Action item: Search the records below for the string "spawn", and report each line that contains it.
───── Entries provided ─────
use std::sync::atomic::{AtomicBool, Ordering};
use std::sync::{Arc, Mutex};

use tokio::sync::{broadcast, mpsc, watch};
use tokio::task::JoinHandle;

use super::messages::{now_millis, ChatMessage, MessageBus};
use super::state::{ConnectionStateTracker, ConnectionStatus};
use crate::config::IceConfig;
use crate::error::{ChatError, Result};
use crate::identity::User;
use crate::peer::{PeerConnectionManager, PeerEvent};
use crate::signaling::{
    CreateOutcome, Role, RoomDocument, SignalingChannel, SignalingStore,
};

/// Role is determined purely by what the room document looks like at join
/// time, never by prior identity: an absent room makes the joiner Host, an
/// existing room makes it Guest.
pub fn role_for_snapshot(room: Option<&RoomDocument>) -> Role {
    match room {
        None => Role::Host,
        Some(_) => Role::Guest,
    }
}

/// One active session: the negotiation coordinator plus everything it owns.
///
/// The transport, data channel, subscription tasks, role, status, and message
/// log are all fields of this one value, and `close` is the single teardown
/// path. Dropping or replacing the session cannot leak a subscription or a
/// transport.
pub struct Session {
    role: Role,
    room_id: String,
    user: User,
    peer: Arc<PeerConnectionManager>,
    bus: Arc<MessageBus>,
    tracker: Arc<Mutex<ConnectionStateTracker>>,
    status_rx: watch::Receiver<ConnectionStatus>,
    tasks: Mutex<Vec<JoinHandle<()>>>,
    closed: AtomicBool,
}

impl std::fmt::Debug for Session {
    fn fmt(&self, f: &mut std::fmt::Formatter<'_>) -> std::fmt::Result {
        f.debug_struct("Session")
            .field("role", &self.role)
            .field("room_id", &self.room_id)
            .field("user", &self.user)
            .finish_non_exhaustive()
    }
}

impl Session {
    /// Joins a room: determines role, drives the offer/answer exchange
    /// through the store, and wires candidate and event delivery.
    ///
    /// Returns once the local side of the handshake is in flight; reaching
    /// `Connected` is reported through the status watch. There is no
    /// negotiation timeout: if the peer never arrives the session stays
    /// `Connecting` until it is closed.
    pub async fn join(
        store: Arc<dyn SignalingStore>,
        ice: &IceConfig,
        user: User,
        room_id: &str,
    ) -> Result<Session> {
        let channel = SignalingChannel::new(store, room_id);

        // Role determination: check-then-create, with the create itself
        // atomic so two simultaneous first joiners still split Host/Guest.
        let snapshot = channel.read_room().await?;
        let role = match role_for_snapshot(snapshot.as_ref()) {
            Role::Host => {
                let room = RoomDocument::new(room_id, user.uid.clone(), now_millis());
                match channel.create_room(room).await? {
                    CreateOutcome::Created => Role::Host,
                    CreateOutcome::AlreadyExists => Role::Guest,
                }
            }
            Role::Guest => Role::Guest,
        };
        tracing::info!(room_id = %room_id, uid = %user.uid, ?role, "Joining room");

        if role == Role::Guest {
            let room = channel
                .read_room()
                .await?
                .ok_or_else(|| ChatError::RoomNotFound(room_id.to_string()))?;
            // Already paired: reject instead of overwriting the answer
            if room.answer.is_some() {
                return Err(ChatError::RoomFull(room_id.to_string()));
            }
        }

        let (peer, peer_events) = PeerConnectionManager::new(ice).await?;
        let peer = Arc::new(peer);

        let (mut tracker, status_rx) = ConnectionStateTracker::new();
        tracker.begin_attempt();
        let tracker = Arc::new(Mutex::new(tracker));

        let (outbound_tx, outbound_rx) = mpsc::unbounded_channel();
        let bus = Arc::new(MessageBus::new(status_rx.clone(), outbound_tx));

        let session = Session {
            role,
            room_id: room_id.to_string(),
            user,
            peer: peer.clone(),
            bus: bus.clone(),
            tracker: tracker.clone(),
            status_rx,
            tasks: Mutex::new(Vec::new()),
            closed: AtomicBool::new(false),
        };

        if let Err(e) = session.start(channel, peer_events, outbound_rx).await {
            session.close().await;
            return Err(e);
        }
        Ok(session)
    }

    async fn start(
        &self,
        channel: SignalingChannel,
        peer_events: mpsc::UnboundedReceiver<PeerEvent>,
        mut outbound_rx: mpsc::UnboundedReceiver<String>,
    ) -> Result<()> {
        match self.role {
            Role::Host => {
                // Channel first, then offer: the offer must describe it
                self.peer.create_data_channel("chat").await?;
                let offer = self.peer.create_offer().await?;
                channel.publish_offer(offer).await?;
            }
            Role::Guest => {
                self.peer.accept_incoming_channel();
            }
        }

        let room_rx = channel.watch_room().await?;
        let candidates_rx = channel.watch_candidates(self.role.remote_collection()).await?;

        let mut tasks = self.tasks.lock().unwrap();

        tasks.push(tokio::spawn(room_task(
            self.role,
            room_rx,
            channel.clone(),
            self.peer.clone(),
        )));

        let peer = self.peer.clone();
        let mut candidates_rx = candidates_rx;
        tasks.push(tokio::spawn(async move {
            while let Some(entry) = candidates_rx.recv().await {
                peer.add_remote_candidate(&entry.candidate).await;
            }
        }));

        tasks.push(tokio::spawn(event_task(
            self.role,
            peer_events,
            channel,
            self.tracker.clone(),
            self.bus.clone(),
        )));

        let peer = self.peer.clone();
        tasks.push(tokio::spawn(async move {
            while let Some(payload) = outbound_rx.recv().await {
                if let Err(e) = peer.send_text(payload).await {
                    tracing::warn!(error = %e, "Failed to transmit chat payload");
                }
            }
        }));

        Ok(())
    }

    pub fn role(&self) -> Role {
        self.role
    }

    pub fn room_id(&self) -> &str {
        &self.room_id
    }

    pub fn status(&self) -> ConnectionStatus {
        *self.status_rx.borrow()
    }

    /// Watch handle for status changes; resolves the end-to-end "are we
    /// connected" question without polling.
    pub fn watch_status(&self) -> watch::Receiver<ConnectionStatus> {
        self.status_rx.clone()
    }

    pub fn send_message(&self, text: &str) -> Result<ChatMessage> {
        self.bus.send(&self.user, text)
    }

    pub fn messages(&self) -> Vec<ChatMessage> {
        self.bus.messages()
    }

    pub fn subscribe_messages(&self) -> broadcast::Receiver<ChatMessage> {
        self.bus.subscribe()
    }

    /// Tears the session down: aborts every subscription task, closes the
    /// data channel and transport, and clears role-local state. Idempotent,
    /// and safe to call when negotiation never completed.
    pub async fn close(&self) {
        if self.closed.swap(true, Ordering::SeqCst) {
            return;
        }
        tracing::info!(room_id = %self.room_id, "Closing session");

        let tasks: Vec<JoinHandle<()>> = self.tasks.lock().unwrap().drain(..).collect();
        for task in &tasks {
            task.abort();
        }

        self.peer.close().await;
        self.tracker.lock().unwrap().shutdown();
        self.bus.clear();
    }
}

impl Drop for Session {
    fn drop(&mut self) {
        if self.closed.load(Ordering::SeqCst) {
            return;
        }
        for task in self.tasks.lock().unwrap().drain(..) {
            task.abort();
        }
        let peer = self.peer.clone();
        if let Ok(handle) = tokio::runtime::Handle::try_current() {
            handle.spawn(async move { peer.close().await });
        }
    }
}

/// Watches the room document for the remote description. Redeliveries of the
/// same state are absorbed by the idempotent `set_remote_description`.
async fn room_task(
    role: Role,
    mut room_rx: mpsc::UnboundedReceiver<RoomDocument>,
    channel: SignalingChannel,
    peer: Arc<PeerConnectionManager>,
) {
    while let Some(room) = room_rx.recv().await {
        match role {
            Role::Host => {
                if let Some(answer) = room.answer {
                    match peer.set_remote_description(&answer).await {
                        Ok(true) => tracing::info!("Remote answer applied"),
                        Ok(false) => {}
                        Err(e) => tracing::warn!(error = %e, "Failed to apply remote answer"),
                    }
                }
            }
            Role::Guest => {
                if let Some(offer) = room.offer {
                    match peer.set_remote_description(&offer).await {
                        Ok(true) => {
                            tracing::info!("Remote offer applied, answering");
                            if let Err(e) = answer_offer(&channel, &peer).await {
                                // A failed store write is fatal to this join
                                tracing::error!(error = %e, "Failed to publish answer, abandoning join");
                                peer.close().await;
                                return;
                            }
                        }
                        Ok(false) => {}
                        Err(e) => tracing::warn!(error = %e, "Failed to apply remote offer"),
                    }
                }
            }
        }
    }
}

async fn answer_offer(channel: &SignalingChannel, peer: &PeerConnectionManager) -> Result<()> {
    let answer = peer.create_answer().await?;
    channel.publish_answer(answer).await
}

/// The one task that consumes the transport's event stream and owns every
/// status transition for the session.
async fn event_task(
    role: Role,
    mut peer_events: mpsc::UnboundedReceiver<PeerEvent>,
    channel: SignalingChannel,
    tracker: Arc<Mutex<ConnectionStateTracker>>,
    bus: Arc<MessageBus>,
) {
    while let Some(event) = peer_events.recv().await {
        match event {
            PeerEvent::TransportState(state) => {
                tracker.lock().unwrap().on_transport_state(state);
            }
            PeerEvent::ChannelOpen => {
                tracker.lock().unwrap().on_channel_open();
            }
            PeerEvent::ChannelClosed => {
                tracker.lock().unwrap().on_channel_closed();
            }
            PeerEvent::ChannelMessage(payload) => {
                if let Err(e) = bus.record_remote(&payload) {
                    tracing::warn!(error = %e, "Dropping malformed chat payload");
                }
            }
            PeerEvent::LocalCandidate(candidate) => {
                // Published as soon as it is discovered, without waiting for
                // the rest of the handshake
                if let Err(e) = channel
                    .append_candidate(role.local_collection(), candidate)
                    .await
                {
                    tracing::warn!(error = %e, "Failed to publish local candidate");
                }
            }
        }
    }
}

#[cfg(test)]
mod tests {
    use super::*;
    use crate::signaling::SessionSdp;

    #[test]
    fn test_absent_room_makes_host() {
        assert_eq!(role_for_snapshot(None), Role::Host);
    }

    #[test]
    fn test_existing_room_makes_guest() {
        let room = RoomDocument::new("alpha-1", "user-a", 1);
        assert_eq!(role_for_snapshot(Some(&room)), Role::Guest);
    }

    #[test]
    fn test_rejoin_after_handshake_is_guest() {
        // A previous Host rejoining a fully negotiated room is a Guest now:
        // role follows the document, not prior identity
        let mut room = RoomDocument::new("alpha-1", "user-a", 1);
        room.offer = Some(SessionSdp {
            sdp_type: "offer".to_string(),
            sdp: "v=0\r\n".to_string(),
        });
        room.answer = Some(SessionSdp {
            sdp_type: "answer".to_string(),
            sdp: "v=0\r\n".to_string(),
        });
        assert_eq!(role_for_snapshot(Some(&room)), Role::Guest);
    }
}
─────
Result for this exercise:
        tasks.push(tokio::spawn(room_task(
        tasks.push(tokio::spawn(async move {
        tasks.push(tokio::spawn(event_task(
        tasks.push(tokio::spawn(async move {
            handle.spawn(async move { peer.close().await });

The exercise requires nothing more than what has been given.